Therapies select for resistance because cancer is a process of clonal selection within the body on the timescale of an individual's lifetime [Cairns 1975, Nowell 1976]: somatic mutations that enable a clonal lineage to reproduce more rapidly increase in frequency at the expenses of neighbour cells, even if deleterious to the host in the long term [Crespi & Summers 2005, Merlo et al. 2006, Lambert et al. 2011, Greaves & Maley 2012]. For the same reason, mutant cells that happen to be resistant against treatment increase in frequency at the expenses of non-resistant cells, eventually leading to relapse of the disease. In this sense, the problem with current treatments is that they are not “evolutionarily stable”.
What one wants to achieve is a treatment that does not confer an advantage to resistant varieties of cells, and that instead would favour mutants that, increasing in frequency, confer a benefit to the patient. The present invention provides such a method by modifying the dynamics of the production of diffusible factors using cells that do not produce, or produce in low amount, diffusible factors. The invention particularly relates to said cells, which have been modified to reduce the rate or efficacy of the growth factors they produce. Preferably, the cells are modified genetically.
In the course of cancer progression, tumour cells produce growth factors that increase cell survival and proliferation or which promote the maintenance and growth of the cells.
While attacking growth factors or their receptors has recently been attempted as an anti-cancer therapy, it suffers from the same problem as traditional therapies: resistant mutants arise that make the therapy ineffective in the long term. The anti-VEGF drug Avastin, for example, attacks cancer by impairing the growth factor (VEGF) that induces angiogenesis. It is known that anti-VEGF drugs only delay the progression of certain types of cancer by 4 months on average, after which resistance evolves that leads to relapse [Bergers & Hanahan 2008, Amit et al. 2013].
RNA interference uses the same type of approach: it reduces growth factors at the mRNA stage.
In contrast to these previous approaches, the method proposed here does not directly attack the cancer cells, nor directly impairs or reduce the amount of diffusible factors or their receptors.
Instead, the method presented here uses cells that do not produce the diffusible factors, or that produce the diffusible factors in lower amount (“non-producers”, or “low-producers”, or “−/−”) to change the dynamics of the production of diffusible factors, either directly by adding −/− cells to the population, or indirectly by modifying the environment of the cells in ways that confer a selective advantage to −/− cells.
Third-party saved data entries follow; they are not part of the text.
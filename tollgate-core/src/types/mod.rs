mod common;
mod context;
mod onchain;
mod step;
mod workflow;

pub use common::AnyValue;
pub use context::{RunParams, WorkflowContext};
pub use onchain::OnchainOperation;
pub use step::{
    ConditionConfig, HttpConfig, OnError, OnchainBatchConfig, Step, StepConfig, TransformConfig,
};
pub use workflow::{ScopeConfig, WorkflowDefinition, SUPPORTED_VERSION};
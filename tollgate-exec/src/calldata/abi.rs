use alloy_dyn_abi::{DynSolType, DynSolValue, JsonAbiExt};
use alloy_json_abi::Function;
use alloy_primitives::{Address, B256, I256, U256};
use indexmap::IndexMap;

use tollgate_core::expressions::resolve_all;
use tollgate_core::types::{AnyValue, WorkflowContext};

use super::CalldataError;

/// Build call data from a human-readable single-function ABI fragment and a
/// name-keyed argument mapping. Authors write arguments by name for
/// readability; on-chain calls are strictly positional, so resolved values
/// are re-ordered into the fragment's parameter sequence before encoding.
pub fn build_function_call(
    fragment: &str,
    args_mapping: &IndexMap<String, AnyValue>,
    ctx: &WorkflowContext,
) -> Result<Vec<u8>, CalldataError> {
    let function =
        Function::parse(fragment).map_err(|e| CalldataError::Fragment(e.to_string()))?;

    let mut values = Vec::with_capacity(function.inputs.len());
    for param in &function.inputs {
        let expr = args_mapping
            .get(&param.name)
            .ok_or_else(|| CalldataError::MissingArgument(param.name.clone()))?;
        let resolved = resolve_all(expr, ctx)?;
        let ty =
            DynSolType::parse(&param.ty).map_err(|e| CalldataError::Fragment(e.to_string()))?;
        values.push(coerce_value(&ty, &resolved)?);
    }

    function
        .abi_encode_input(&values)
        .map_err(|e| CalldataError::Encoding(e.to_string()))
}

fn coerce_value(ty: &DynSolType, value: &AnyValue) -> Result<DynSolValue, CalldataError> {
    match ty {
        DynSolType::Address => {
            let s = expect_str(ty, value)?;
            s.parse::<Address>()
                .map(DynSolValue::Address)
                .map_err(|_| mismatch(ty, value))
        }
        DynSolType::Uint(size) => parse_uint(value)
            .map(|v| DynSolValue::Uint(v, *size))
            .ok_or_else(|| mismatch(ty, value)),
        DynSolType::Int(size) => parse_int(value)
            .map(|v| DynSolValue::Int(v, *size))
            .ok_or_else(|| mismatch(ty, value)),
        DynSolType::Bool => match value {
            AnyValue::Bool(b) => Ok(DynSolValue::Bool(*b)),
            AnyValue::String(s) if s == "true" => Ok(DynSolValue::Bool(true)),
            AnyValue::String(s) if s == "false" => Ok(DynSolValue::Bool(false)),
            _ => Err(mismatch(ty, value)),
        },
        DynSolType::Bytes => {
            let s = expect_str(ty, value)?;
            super::hex_bytes(s).map(DynSolValue::Bytes)
        }
        DynSolType::FixedBytes(size) => {
            let s = expect_str(ty, value)?;
            let bytes = super::hex_bytes(s)?;
            if bytes.len() != *size {
                return Err(mismatch(ty, value));
            }
            let mut word = B256::ZERO;
            word.0[..*size].copy_from_slice(&bytes);
            Ok(DynSolValue::FixedBytes(word, *size))
        }
        DynSolType::String => Ok(DynSolValue::String(expect_str(ty, value)?.to_string())),
        DynSolType::Array(inner) => {
            let items = expect_array(ty, value)?;
            let mut out = Vec::with_capacity(items.len());
            for item in items {
                out.push(coerce_value(inner, item)?);
            }
            Ok(DynSolValue::Array(out))
        }
        DynSolType::FixedArray(inner, size) => {
            let items = expect_array(ty, value)?;
            if items.len() != *size {
                return Err(mismatch(ty, value));
            }
            let mut out = Vec::with_capacity(items.len());
            for item in items {
                out.push(coerce_value(inner, item)?);
            }
            Ok(DynSolValue::FixedArray(out))
        }
        other => Err(CalldataError::UnsupportedType(other.to_string())),
    }
}

fn parse_uint(value: &AnyValue) -> Option<U256> {
    match value {
        AnyValue::Number(n) => n.as_u64().map(U256::from),
        AnyValue::String(s) => {
            if let Some(hex_part) = s.strip_prefix("0x") {
                U256::from_str_radix(hex_part, 16).ok()
            } else {
                U256::from_str_radix(s, 10).ok()
            }
        }
        _ => None,
    }
}

fn parse_int(value: &AnyValue) -> Option<I256> {
    match value {
        AnyValue::Number(n) => n.as_i64().map(I256::try_from).and_then(Result::ok),
        AnyValue::String(s) => I256::from_dec_str(s).ok(),
        _ => None,
    }
}

fn expect_str<'a>(ty: &DynSolType, value: &'a AnyValue) -> Result<&'a str, CalldataError> {
    value.as_str().ok_or_else(|| mismatch(ty, value))
}

fn expect_array<'a>(
    ty: &DynSolType,
    value: &'a AnyValue,
) -> Result<&'a Vec<AnyValue>, CalldataError> {
    match value {
        AnyValue::Array(items) => Ok(items),
        _ => Err(mismatch(ty, value)),
    }
}

fn mismatch(ty: &DynSolType, value: &AnyValue) -> CalldataError {
    CalldataError::TypeMismatch {
        ty: ty.to_string(),
        value: value.to_string(),
    }
}
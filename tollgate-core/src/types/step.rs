use indexmap::IndexMap;

use crate::types::{AnyValue, OnchainOperation};

#[derive(Debug, Clone, PartialEq, serde::Serialize, serde::Deserialize)]
#[serde(rename_all = "camelCase")]
pub struct Step {
    #[serde(default)]
    pub id: String,

    #[serde(default)]
    pub name: String,

    #[serde(flatten)]
    pub config: StepConfig,

    /// Alias key under which this step's result is additionally stored in
    /// context, besides its own id.
    #[serde(default)]
    pub output_as: String,

    #[serde(default)]
    pub on_error: OnError,
}

/// Type-specific step configuration, discriminated by the `type` field on
/// the wire. Each variant carries only its own config.
#[derive(Debug, Clone, PartialEq, serde::Serialize, serde::Deserialize)]
#[serde(tag = "type", content = "config", rename_all = "snake_case")]
pub enum StepConfig {
    Http(HttpConfig),
    Onchain(OnchainOperation),
    OnchainBatch(OnchainBatchConfig),
    Condition(ConditionConfig),
    Transform(TransformConfig),
}

impl StepConfig {
    pub fn kind(&self) -> &'static str {
        match self {
            StepConfig::Http(_) => "http",
            StepConfig::Onchain(_) => "onchain",
            StepConfig::OnchainBatch(_) => "onchain_batch",
            StepConfig::Condition(_) => "condition",
            StepConfig::Transform(_) => "transform",
        }
    }
}

#[derive(Debug, Clone, Copy, PartialEq, Eq, Default, serde::Serialize, serde::Deserialize)]
#[serde(rename_all = "lowercase")]
pub enum OnError {
    #[default]
    Fail,
    Skip,
    Retry,
}

#[derive(Debug, Clone, PartialEq, serde::Serialize, serde::Deserialize)]
#[serde(rename_all = "camelCase")]
pub struct HttpConfig {
    /// Id of a stored proxy record; mutually exclusive with `url`.
    #[serde(default, skip_serializing_if = "Option::is_none")]
    pub proxy_id: Option<String>,

    #[serde(default, skip_serializing_if = "Option::is_none")]
    pub url: Option<String>,

    #[serde(default, skip_serializing_if = "Option::is_none")]
    pub method: Option<String>,

    /// Header values are resolved as expressions against the context.
    #[serde(default, skip_serializing_if = "Option::is_none")]
    pub headers: Option<IndexMap<String, AnyValue>>,

    /// Arbitrary nested structure of expressions; becomes the JSON request
    /// body for POST/PUT/PATCH.
    #[serde(default, skip_serializing_if = "Option::is_none")]
    pub body_mapping: Option<AnyValue>,
}

#[derive(Debug, Clone, PartialEq, serde::Serialize, serde::Deserialize)]
#[serde(rename_all = "camelCase")]
pub struct OnchainBatchConfig {
    #[serde(default)]
    pub operations: Vec<OnchainOperation>,
}

#[derive(Debug, Clone, PartialEq, serde::Serialize, serde::Deserialize)]
#[serde(rename_all = "camelCase")]
pub struct ConditionConfig {
    #[serde(default)]
    pub expression: String,
}

#[derive(Debug, Clone, PartialEq, serde::Serialize, serde::Deserialize)]
#[serde(rename_all = "camelCase")]
pub struct TransformConfig {
    #[serde(default)]
    pub expression: AnyValue,
}
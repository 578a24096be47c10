use std::time::Duration;

use tollgate_exec::RetryPolicy;

#[test]
fn delay_never_exceeds_the_exponential_envelope() {
    let policy = RetryPolicy {
        max_attempts: 5,
        base_delay: Duration::from_millis(100),
        factor: 2.0,
        max_delay: Duration::from_secs(1),
    };

    for attempt in 1..=6u32 {
        let envelope = (100.0 * 2.0f64.powi(attempt as i32 - 1)).min(1000.0) as u64;
        for _ in 0..50 {
            let delay = policy.backoff_delay(attempt);
            assert!(
                delay <= Duration::from_millis(envelope),
                "attempt {attempt}: {delay:?} > {envelope}ms"
            );
        }
    }
}

#[test]
fn delay_is_capped_by_max_delay() {
    let policy = RetryPolicy {
        max_attempts: 10,
        base_delay: Duration::from_secs(5),
        factor: 10.0,
        max_delay: Duration::from_millis(50),
    };

    for _ in 0..50 {
        assert!(policy.backoff_delay(8) <= Duration::from_millis(50));
    }
}

#[test]
fn zero_base_delay_yields_zero() {
    let policy = RetryPolicy {
        max_attempts: 3,
        base_delay: Duration::ZERO,
        factor: 2.0,
        max_delay: Duration::from_secs(1),
    };
    assert_eq!(policy.backoff_delay(1), Duration::ZERO);
}
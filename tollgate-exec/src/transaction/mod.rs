use async_trait::async_trait;

/// Wire format selector for the execution payload: one packed call, or an
/// ABI-encoded array of call triples executed atomically.
#[derive(Debug, Clone, Copy, PartialEq, Eq)]
pub enum ExecutionMode {
    Single,
    Batch,
}

impl ExecutionMode {
    pub fn as_str(&self) -> &'static str {
        match self {
            ExecutionMode::Single => "single",
            ExecutionMode::Batch => "batch",
        }
    }
}

#[derive(Debug, Clone, PartialEq, Eq)]
pub struct TransactionRequest {
    pub session_id: String,
    pub mode: ExecutionMode,
    pub execution_data: Vec<u8>,
}

#[derive(Debug, Clone, PartialEq, Eq)]
pub struct TransactionSubmission {
    pub tx_hash: String,
}

#[derive(Debug, Clone, thiserror::Error)]
pub enum TransactionError {
    /// The session key's permission policy rejected the call target.
    #[error("permission denied: {0}")]
    PermissionDenied(String),
    #[error("submission failed: {0}")]
    Submission(String),
}

/// Signing, broadcast, and confirmation are owned by the surrounding
/// platform; the engine only hands over a packed payload.
#[async_trait]
pub trait TransactionExecutor: Send + Sync {
    async fn execute(
        &self,
        request: TransactionRequest,
    ) -> Result<TransactionSubmission, TransactionError>;
}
Spontaneous clonal selection (competition between cancer cells) will then favour −/− cells allowing them to increase in frequency, or leading to a reduction in the amount of diffusible factors cells produce.
Such −/− cells may arise spontaneously in the cancer cell population (e.g. the tumour) or may be created in laboratory and eventually added to the cancer cell population (e.g. the tumour). Preferably such −/− cells are created in laboratory by modifying existing cancer cells. Preferably the modification is a partial or complete knockout of a gene that codes for, or promotes the production of, one or multiple growth factors. Preferably such −/− are deficient in the production of multiple diffusible factors.
Conditions under which −/− cells have a selective advantage can be brought about by increasing the fraction of −/− cells in the population, for example by introducing an adequate number of −/− cells in the population or by introducing an adequate amount of the factor that has been knocked out from said cells.
While in current and previous approaches mutant cells that are resistant against treatment have a private advantage over non-resistant cells, in the method proposed here mutants that produce a higher amount of diffusible factors (“producers”, “+/+”) will have a disadvantage against −/− cells and therefore the treatment is evolutionarily stable.